The new version of Fireworks will be a useful tool to Flex developers. It has copies of all the UI components that can be
used to do design prototypes which can then be exported out as Flex files. New features like intelligent scaling, even for
bitmaps, will be useful as well. Another new feature will be pages, where designers can create multiple versions of a design within the one Fireworks file and do a quick save to HTML so that a client can see designs in browser.

Adobe's Ajax framework Spry was demoed in a proof of concept application that used a tiny Flex file as a pipe to Flex Data
Services. This allowed for data to be pushed to the page without additional trickery. I'm in two minds about the technique as I wonder what real benefits occur compared to the whole application being built in Flex - the Flash player would be needed either way to make the application work.
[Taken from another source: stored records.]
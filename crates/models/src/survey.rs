use sea_orm::{entity::prelude::*, QueryOrder, Set, DatabaseConnection, ActiveModelTrait, EntityTrait};
use chrono::Utc;
use serde::{Deserialize, Serialize};

use crate::errors;

#[derive(Clone, Debug, PartialEq, DeriveEntityModel, Serialize, Deserialize)]
#[sea_orm(table_name = "survey")]
pub struct Model {
    #[sea_orm(primary_key)]
    pub id: i64,
    pub surveyor_email: String,
    pub name: String,
    pub age: i32,
    pub address: String,
    pub symptoms: String,
    pub latitude: Option<f64>,
    pub longitude: Option<f64>,
    pub created_at: DateTimeWithTimeZone,
    pub updated_at: DateTimeWithTimeZone,
}

#[derive(Copy, Clone, Debug, EnumIter, DeriveRelation)]
pub enum Relation {}

impl ActiveModelBehavior for ActiveModel {}

/// The replaceable part of a survey: everything except `id` and owner.
#[derive(Clone, Debug, PartialEq)]
pub struct SurveyFields {
    pub name: String,
    pub age: i32,
    pub address: String,
    pub symptoms: String,
    pub latitude: Option<f64>,
    pub longitude: Option<f64>,
}

pub fn validate_required(field: &str, value: &str) -> Result<(), errors::ModelError> {
    if value.trim().is_empty() {
        return Err(errors::ModelError::Validation(format!("{field} is required")));
    }
    Ok(())
}

pub fn validate_fields(fields: &SurveyFields) -> Result<(), errors::ModelError> {
    validate_required("name", &fields.name)?;
    validate_required("address", &fields.address)?;
    validate_required("symptoms", &fields.symptoms)?;
    Ok(())
}

pub async fn create(
    db: &DatabaseConnection,
    surveyor_email: &str,
    fields: &SurveyFields,
) -> Result<Model, errors::ModelError> {
    validate_required("surveyor_email", surveyor_email)?;
    validate_fields(fields)?;

    let now = Utc::now().into();
    let am = ActiveModel {
        surveyor_email: Set(surveyor_email.to_string()),
        name: Set(fields.name.clone()),
        age: Set(fields.age),
        address: Set(fields.address.clone()),
        symptoms: Set(fields.symptoms.clone()),
        latitude: Set(fields.latitude),
        longitude: Set(fields.longitude),
        created_at: Set(now),
        updated_at: Set(now),
        ..Default::default()
    };
    Ok(am.insert(db).await?)
}

pub async fn list_by_owner(db: &DatabaseConnection, surveyor_email: &str) -> Result<Vec<Model>, errors::ModelError> {
    let rows = Entity::find()
        .filter(Column::SurveyorEmail.eq(surveyor_email))
        .order_by_asc(Column::Id)
        .all(db)
        .await?;
    Ok(rows)
}

pub async fn find_owned(db: &DatabaseConnection, id: i64, surveyor_email: &str) -> Result<Option<Model>, errors::ModelError> {
    let found = Entity::find_by_id(id)
        .filter(Column::SurveyorEmail.eq(surveyor_email))
        .one(db)
        .await?;
    Ok(found)
}

/// Replace all fields of the survey `(id, owner)` in a single statement.
/// `id` and `surveyor_email` are only used as the filter and never written.
/// Returns whether a row matched.
pub async fn replace_owned(
    db: &DatabaseConnection,
    id: i64,
    surveyor_email: &str,
    fields: &SurveyFields,
) -> Result<bool, errors::ModelError> {
    validate_fields(fields)?;

    let changes = ActiveModel {
        name: Set(fields.name.clone()),
        age: Set(fields.age),
        address: Set(fields.address.clone()),
        symptoms: Set(fields.symptoms.clone()),
        latitude: Set(fields.latitude),
        longitude: Set(fields.longitude),
        updated_at: Set(Utc::now().into()),
        ..Default::default()
    };
    let res = Entity::update_many()
        .set(changes)
        .filter(Column::Id.eq(id))
        .filter(Column::SurveyorEmail.eq(surveyor_email))
        .exec(db)
        .await?;
    Ok(res.rows_affected > 0)
}

/// Hard delete scoped by owner; returns whether a row was removed.
pub async fn delete_owned(db: &DatabaseConnection, id: i64, surveyor_email: &str) -> Result<bool, errors::ModelError> {
    let res = Entity::delete_many()
        .filter(Column::Id.eq(id))
        .filter(Column::SurveyorEmail.eq(surveyor_email))
        .exec(db)
        .await?;
    Ok(res.rows_affected > 0)
}

impl Model {
    pub fn fields(&self) -> SurveyFields {
        SurveyFields {
            name: self.name.clone(),
            age: self.age,
            address: self.address.clone(),
            symptoms: self.symptoms.clone(),
            latitude: self.latitude,
            longitude: self.longitude,
        }
    }
}
use std::io;
use tracing_subscriber::{fmt, EnvFilter};

/// Initialize tracing subscriber with sensible defaults and stdout writer.
/// - Respects `RUST_LOG` if set
/// - Falls back to `info,tower_http=info,axum=info`
/// - Writes to stdout to improve visibility in environments that hide stderr
pub fn init_logging_default() {
    let env_filter = EnvFilter::try_from_default_env()
        .unwrap_or_else(|_| EnvFilter::new("info,tower_http=info,axum=info"));
    let _ = fmt()
        .with_env_filter(env_filter)
        .with_target(false)
        .compact()
        .with_writer(io::stdout)
        .try_init();
}

/// Initialize tracing subscriber with JSON structured output.
/// - Respects `RUST_LOG` if set, defaults to `info`
/// - Emits structured JSON logs for better machine parsing
pub fn init_logging_json() {
    // sqlx 语句日志默认只在 warn 以上输出，可通过 RUST_LOG 覆盖
    let env_filter = EnvFilter::try_from_default_env()
        .unwrap_or_else(|_| EnvFilter::new("info,sqlx=warn"));
    let _ = fmt()
        .with_env_filter(env_filter)
        .with_target(false)
        .json()
        .with_writer(io::stdout)
        .try_init();
}

/// Pick the subscriber from `LOG_FORMAT` (`json` or anything else for compact).
pub fn init_logging_from_env() {
    match std::env::var("LOG_FORMAT") {
        Ok(v) if v.eq_ignore_ascii_case("json") => init_logging_json(),
        _ => init_logging_default(),
    }
}
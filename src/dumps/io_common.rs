use std::path::{Path, PathBuf};

/// The name of the input file, without directory or extension.
pub fn simplify_file_name(path: &Path) -> String {
    path.file_stem()
        .map(|s| s.to_string_lossy().to_string())
        .unwrap_or_else(|| "input".to_string())
}

/// Where the report of `input` is written: `<out_dir>/<name>_report.<extension>`.
pub fn output_path(out_dir: &Path, input: &Path, extension: &str) -> PathBuf {
    out_dir.join(format!(
        "{}_report.{}",
        simplify_file_name(input),
        extension
    ))
}

#[cfg(test)]
mod tests {
    use super::*;

    #[test]
    fn names() {
        assert_eq!(simplify_file_name(Path::new("data/2020/georgia.json")), "georgia");
        assert_eq!(simplify_file_name(Path::new("pa")), "pa");
        assert_eq!(
            output_path(Path::new("out"), Path::new("data/georgia.json"), "csv"),
            PathBuf::from("out/georgia_report.csv")
        );
    }
}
From the Flash team came a preview of the next version of the Flash IDE. Compile errors have their own panel now, with the ability to quickly jump to problem code. Developers can set a target Flash file so that they can compile and test directly from within an ActionScript file. A new debug workspace was also demonstrated.

Beau Amber demonstrated the new Flash components that his company has been developing for Adobe, the big news here is a dramatic increase in performance and improved accessibility.

A member of the Acrobat team showed the 3D features in the next version of Acrobat. A model of a Motorola mobile phone was easily interacted with, what's new is the ability to add Flash to the model to provide interactivity and video - the demo itself was very slick, dialing the right combination of numbers on the phone eventually played the famous theme from Close Encounters and caused a video clip to play on the phone.